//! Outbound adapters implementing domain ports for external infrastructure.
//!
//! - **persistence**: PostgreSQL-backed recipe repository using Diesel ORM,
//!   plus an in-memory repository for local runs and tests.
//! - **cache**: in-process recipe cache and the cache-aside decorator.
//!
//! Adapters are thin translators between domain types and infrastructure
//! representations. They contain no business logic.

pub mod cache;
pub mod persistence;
▬▬▬▬▬▬▬▬▬▬
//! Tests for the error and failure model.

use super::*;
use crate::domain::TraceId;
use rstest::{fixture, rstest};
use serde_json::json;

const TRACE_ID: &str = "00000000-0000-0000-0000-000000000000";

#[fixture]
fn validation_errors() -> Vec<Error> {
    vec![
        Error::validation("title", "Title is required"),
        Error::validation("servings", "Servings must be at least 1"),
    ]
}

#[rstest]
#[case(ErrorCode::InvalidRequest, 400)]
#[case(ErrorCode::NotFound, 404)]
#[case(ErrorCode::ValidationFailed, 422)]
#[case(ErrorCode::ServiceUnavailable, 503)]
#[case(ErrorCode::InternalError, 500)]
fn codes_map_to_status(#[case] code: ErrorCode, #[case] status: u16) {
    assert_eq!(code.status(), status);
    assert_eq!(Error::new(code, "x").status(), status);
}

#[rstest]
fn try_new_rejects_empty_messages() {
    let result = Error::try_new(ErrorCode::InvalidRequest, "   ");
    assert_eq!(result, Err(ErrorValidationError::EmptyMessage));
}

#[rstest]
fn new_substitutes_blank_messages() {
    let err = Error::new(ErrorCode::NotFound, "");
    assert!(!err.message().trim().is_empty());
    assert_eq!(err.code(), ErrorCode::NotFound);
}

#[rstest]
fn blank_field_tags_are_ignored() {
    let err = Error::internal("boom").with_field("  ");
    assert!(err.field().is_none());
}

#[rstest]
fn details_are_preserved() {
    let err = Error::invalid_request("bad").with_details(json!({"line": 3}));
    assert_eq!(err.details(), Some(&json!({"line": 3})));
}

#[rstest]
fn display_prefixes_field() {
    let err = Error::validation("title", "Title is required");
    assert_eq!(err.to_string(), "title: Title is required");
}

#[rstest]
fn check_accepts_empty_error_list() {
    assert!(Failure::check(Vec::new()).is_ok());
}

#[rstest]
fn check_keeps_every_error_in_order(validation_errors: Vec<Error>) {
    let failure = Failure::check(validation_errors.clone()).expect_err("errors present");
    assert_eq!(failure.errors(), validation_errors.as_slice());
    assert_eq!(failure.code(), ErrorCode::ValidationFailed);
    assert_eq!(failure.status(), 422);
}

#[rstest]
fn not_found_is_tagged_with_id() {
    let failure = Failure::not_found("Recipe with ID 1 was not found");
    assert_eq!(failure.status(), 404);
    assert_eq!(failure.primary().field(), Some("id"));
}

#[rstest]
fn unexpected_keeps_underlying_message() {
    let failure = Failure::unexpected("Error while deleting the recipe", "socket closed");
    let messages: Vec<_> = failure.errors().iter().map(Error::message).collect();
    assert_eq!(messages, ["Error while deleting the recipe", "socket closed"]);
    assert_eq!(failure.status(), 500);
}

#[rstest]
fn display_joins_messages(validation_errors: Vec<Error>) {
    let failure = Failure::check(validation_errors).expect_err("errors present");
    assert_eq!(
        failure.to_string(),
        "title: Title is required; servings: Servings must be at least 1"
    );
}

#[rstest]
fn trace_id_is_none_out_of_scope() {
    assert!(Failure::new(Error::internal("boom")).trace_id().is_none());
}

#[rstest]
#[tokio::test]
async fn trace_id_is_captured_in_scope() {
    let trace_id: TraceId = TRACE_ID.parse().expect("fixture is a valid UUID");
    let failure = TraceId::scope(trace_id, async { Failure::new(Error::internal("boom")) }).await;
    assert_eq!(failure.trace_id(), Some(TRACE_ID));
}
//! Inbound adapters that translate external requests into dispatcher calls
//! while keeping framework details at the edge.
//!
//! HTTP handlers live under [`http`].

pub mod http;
▬▬▬▬▬▬▬▬▬▬
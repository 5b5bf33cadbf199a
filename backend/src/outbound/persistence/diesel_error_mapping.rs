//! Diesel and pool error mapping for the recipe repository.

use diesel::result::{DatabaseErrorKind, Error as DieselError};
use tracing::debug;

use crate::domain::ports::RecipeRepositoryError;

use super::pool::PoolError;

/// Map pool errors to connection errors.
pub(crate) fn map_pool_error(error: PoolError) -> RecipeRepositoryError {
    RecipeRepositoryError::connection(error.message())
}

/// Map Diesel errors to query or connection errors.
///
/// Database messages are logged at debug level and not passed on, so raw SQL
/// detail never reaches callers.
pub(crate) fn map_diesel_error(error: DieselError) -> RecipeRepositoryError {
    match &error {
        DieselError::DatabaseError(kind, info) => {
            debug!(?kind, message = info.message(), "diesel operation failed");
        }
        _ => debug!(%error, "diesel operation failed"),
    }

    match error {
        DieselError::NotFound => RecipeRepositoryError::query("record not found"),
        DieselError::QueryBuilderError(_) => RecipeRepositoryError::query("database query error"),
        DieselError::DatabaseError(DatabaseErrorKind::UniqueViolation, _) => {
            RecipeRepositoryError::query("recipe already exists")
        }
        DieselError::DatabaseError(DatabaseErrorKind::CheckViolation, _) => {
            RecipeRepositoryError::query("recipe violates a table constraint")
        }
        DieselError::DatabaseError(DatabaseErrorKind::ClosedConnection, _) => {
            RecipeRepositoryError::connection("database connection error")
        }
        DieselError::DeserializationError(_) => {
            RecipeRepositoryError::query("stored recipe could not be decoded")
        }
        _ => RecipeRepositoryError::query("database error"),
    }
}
▬▬▬▬▬▬▬▬▬▬
Exercise objective:
Once you have found every line in the listing that holds the string "operation", copy each of them.

Completed exercise:
            debug!(?kind, message = info.message(), "diesel operation failed");
        _ => debug!(%error, "diesel operation failed"),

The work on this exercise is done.